Because the listing below is to be kept intact, restate all of it word for word.

>>>

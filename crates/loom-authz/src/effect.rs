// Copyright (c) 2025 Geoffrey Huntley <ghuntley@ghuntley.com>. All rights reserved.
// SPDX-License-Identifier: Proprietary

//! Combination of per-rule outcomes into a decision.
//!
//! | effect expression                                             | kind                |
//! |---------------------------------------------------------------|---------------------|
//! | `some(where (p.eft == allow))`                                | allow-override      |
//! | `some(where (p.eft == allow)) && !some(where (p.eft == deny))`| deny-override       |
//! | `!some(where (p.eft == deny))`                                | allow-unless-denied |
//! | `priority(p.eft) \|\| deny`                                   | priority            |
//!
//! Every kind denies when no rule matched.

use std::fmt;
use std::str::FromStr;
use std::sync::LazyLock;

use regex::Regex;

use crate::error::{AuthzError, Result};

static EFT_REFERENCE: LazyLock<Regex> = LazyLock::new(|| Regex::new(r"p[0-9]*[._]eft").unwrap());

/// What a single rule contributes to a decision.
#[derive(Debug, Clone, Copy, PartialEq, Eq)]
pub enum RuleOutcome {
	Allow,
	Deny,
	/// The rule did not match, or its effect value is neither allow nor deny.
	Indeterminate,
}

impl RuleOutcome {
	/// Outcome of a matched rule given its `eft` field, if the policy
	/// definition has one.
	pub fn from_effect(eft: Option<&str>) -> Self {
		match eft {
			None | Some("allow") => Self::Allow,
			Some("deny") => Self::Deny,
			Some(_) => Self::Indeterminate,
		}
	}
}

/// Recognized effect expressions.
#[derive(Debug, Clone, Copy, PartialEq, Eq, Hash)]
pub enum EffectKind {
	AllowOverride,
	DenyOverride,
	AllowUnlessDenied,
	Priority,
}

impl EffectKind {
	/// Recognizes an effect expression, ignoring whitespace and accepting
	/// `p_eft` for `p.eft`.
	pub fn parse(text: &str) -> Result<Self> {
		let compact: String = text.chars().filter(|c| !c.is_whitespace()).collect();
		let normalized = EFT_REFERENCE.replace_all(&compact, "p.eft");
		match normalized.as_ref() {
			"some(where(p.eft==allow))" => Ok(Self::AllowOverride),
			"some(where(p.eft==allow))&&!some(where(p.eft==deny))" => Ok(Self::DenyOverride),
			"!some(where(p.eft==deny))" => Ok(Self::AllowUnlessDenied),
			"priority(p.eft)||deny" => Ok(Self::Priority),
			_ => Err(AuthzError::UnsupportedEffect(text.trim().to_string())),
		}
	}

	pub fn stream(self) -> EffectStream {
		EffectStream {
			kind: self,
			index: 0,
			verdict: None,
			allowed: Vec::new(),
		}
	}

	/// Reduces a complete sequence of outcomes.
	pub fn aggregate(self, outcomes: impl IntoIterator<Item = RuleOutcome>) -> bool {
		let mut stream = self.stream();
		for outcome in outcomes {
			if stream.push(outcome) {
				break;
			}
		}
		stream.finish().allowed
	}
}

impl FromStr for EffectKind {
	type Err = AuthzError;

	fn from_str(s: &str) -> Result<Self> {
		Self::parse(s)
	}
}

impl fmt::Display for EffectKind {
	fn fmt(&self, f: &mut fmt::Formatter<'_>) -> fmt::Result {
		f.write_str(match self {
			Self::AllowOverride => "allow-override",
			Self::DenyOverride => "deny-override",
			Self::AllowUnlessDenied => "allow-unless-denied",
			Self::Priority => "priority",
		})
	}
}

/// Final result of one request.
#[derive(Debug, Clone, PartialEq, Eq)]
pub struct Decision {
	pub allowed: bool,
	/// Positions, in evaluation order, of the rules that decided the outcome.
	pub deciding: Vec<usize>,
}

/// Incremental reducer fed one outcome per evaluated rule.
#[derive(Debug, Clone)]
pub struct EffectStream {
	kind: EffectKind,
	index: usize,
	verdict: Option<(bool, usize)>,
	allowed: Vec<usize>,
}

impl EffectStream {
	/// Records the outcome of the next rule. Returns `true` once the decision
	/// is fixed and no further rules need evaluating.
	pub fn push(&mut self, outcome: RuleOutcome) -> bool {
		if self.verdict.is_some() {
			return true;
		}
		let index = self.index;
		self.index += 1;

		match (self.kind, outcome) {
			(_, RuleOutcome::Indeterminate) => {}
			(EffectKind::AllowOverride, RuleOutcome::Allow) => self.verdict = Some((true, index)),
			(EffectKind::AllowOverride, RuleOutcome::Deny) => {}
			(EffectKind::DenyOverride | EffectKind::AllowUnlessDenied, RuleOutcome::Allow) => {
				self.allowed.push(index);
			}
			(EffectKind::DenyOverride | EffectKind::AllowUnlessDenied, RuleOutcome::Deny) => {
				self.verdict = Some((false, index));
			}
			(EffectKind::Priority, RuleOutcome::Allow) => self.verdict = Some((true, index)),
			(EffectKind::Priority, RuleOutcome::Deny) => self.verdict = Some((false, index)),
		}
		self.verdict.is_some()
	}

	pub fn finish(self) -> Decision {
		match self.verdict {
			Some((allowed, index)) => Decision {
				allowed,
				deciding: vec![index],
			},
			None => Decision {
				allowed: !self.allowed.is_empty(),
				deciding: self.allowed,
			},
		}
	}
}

<<<

■ **SOLUTION TO THE PROBLEM**:
filename crates/loom-authz/src/effect.rs
// Copyright (c) 2025 Geoffrey Huntley <ghuntley@ghuntley.com>. All rights reserved.
// SPDX-License-Identifier: Proprietary

//! Combination of per-rule outcomes into a decision.
//!
//! | effect expression                                             | kind                |
//! |---------------------------------------------------------------|---------------------|
//! | `some(where (p.eft == allow))`                                | allow-override      |
//! | `some(where (p.eft == allow)) && !some(where (p.eft == deny))`| deny-override       |
//! | `!some(where (p.eft == deny))`                                | allow-unless-denied |
//! | `priority(p.eft) \|\| deny`                                   | priority            |
//!
//! Every kind denies when no rule matched.

use std::fmt;
use std::str::FromStr;
use std::sync::LazyLock;

use regex::Regex;

use crate::error::{AuthzError, Result};

static EFT_REFERENCE: LazyLock<Regex> = LazyLock::new(|| Regex::new(r"p[0-9]*[._]eft").unwrap());

/// What a single rule contributes to a decision.
#[derive(Debug, Clone, Copy, PartialEq, Eq)]
pub enum RuleOutcome {
	Allow,
	Deny,
	/// The rule did not match, or its effect value is neither allow nor deny.
	Indeterminate,
}

impl RuleOutcome {
	/// Outcome of a matched rule given its `eft` field, if the policy
	/// definition has one.
	pub fn from_effect(eft: Option<&str>) -> Self {
		match eft {
			None | Some("allow") => Self::Allow,
			Some("deny") => Self::Deny,
			Some(_) => Self::Indeterminate,
		}
	}
}

/// Recognized effect expressions.
#[derive(Debug, Clone, Copy, PartialEq, Eq, Hash)]
pub enum EffectKind {
	AllowOverride,
	DenyOverride,
	AllowUnlessDenied,
	Priority,
}

impl EffectKind {
	/// Recognizes an effect expression, ignoring whitespace and accepting
	/// `p_eft` for `p.eft`.
	pub fn parse(text: &str) -> Result<Self> {
		let compact: String = text.chars().filter(|c| !c.is_whitespace()).collect();
		let normalized = EFT_REFERENCE.replace_all(&compact, "p.eft");
		match normalized.as_ref() {
			"some(where(p.eft==allow))" => Ok(Self::AllowOverride),
			"some(where(p.eft==allow))&&!some(where(p.eft==deny))" => Ok(Self::DenyOverride),
			"!some(where(p.eft==deny))" => Ok(Self::AllowUnlessDenied),
			"priority(p.eft)||deny" => Ok(Self::Priority),
			_ => Err(AuthzError::UnsupportedEffect(text.trim().to_string())),
		}
	}

	pub fn stream(self) -> EffectStream {
		EffectStream {
			kind: self,
			index: 0,
			verdict: None,
			allowed: Vec::new(),
		}
	}

	/// Reduces a complete sequence of outcomes.
	pub fn aggregate(self, outcomes: impl IntoIterator<Item = RuleOutcome>) -> bool {
		let mut stream = self.stream();
		for outcome in outcomes {
			if stream.push(outcome) {
				break;
			}
		}
		stream.finish().allowed
	}
}

impl FromStr for EffectKind {
	type Err = AuthzError;

	fn from_str(s: &str) -> Result<Self> {
		Self::parse(s)
	}
}

impl fmt::Display for EffectKind {
	fn fmt(&self, f: &mut fmt::Formatter<'_>) -> fmt::Result {
		f.write_str(match self {
			Self::AllowOverride => "allow-override",
			Self::DenyOverride => "deny-override",
			Self::AllowUnlessDenied => "allow-unless-denied",
			Self::Priority => "priority",
		})
	}
}

/// Final result of one request.
#[derive(Debug, Clone, PartialEq, Eq)]
pub struct Decision {
	pub allowed: bool,
	/// Positions, in evaluation order, of the rules that decided the outcome.
	pub deciding: Vec<usize>,
}

/// Incremental reducer fed one outcome per evaluated rule.
#[derive(Debug, Clone)]
pub struct EffectStream {
	kind: EffectKind,
	index: usize,
	verdict: Option<(bool, usize)>,
	allowed: Vec<usize>,
}

impl EffectStream {
	/// Records the outcome of the next rule. Returns `true` once the decision
	/// is fixed and no further rules need evaluating.
	pub fn push(&mut self, outcome: RuleOutcome) -> bool {
		if self.verdict.is_some() {
			return true;
		}
		let index = self.index;
		self.index += 1;

		match (self.kind, outcome) {
			(_, RuleOutcome::Indeterminate) => {}
			(EffectKind::AllowOverride, RuleOutcome::Allow) => self.verdict = Some((true, index)),
			(EffectKind::AllowOverride, RuleOutcome::Deny) => {}
			(EffectKind::DenyOverride | EffectKind::AllowUnlessDenied, RuleOutcome::Allow) => {
				self.allowed.push(index);
			}
			(EffectKind::DenyOverride | EffectKind::AllowUnlessDenied, RuleOutcome::Deny) => {
				self.verdict = Some((false, index));
			}
			(EffectKind::Priority, RuleOutcome::Allow) => self.verdict = Some((true, index)),
			(EffectKind::Priority, RuleOutcome::Deny) => self.verdict = Some((false, index)),
		}
		self.verdict.is_some()
	}

	pub fn finish(self) -> Decision {
		match self.verdict {
			Some((allowed, index)) => Decision {
				allowed,
				deciding: vec![index],
			},
			None => Decision {
				allowed: !self.allowed.is_empty(),
				deciding: self.allowed,
			},
		}
	}
}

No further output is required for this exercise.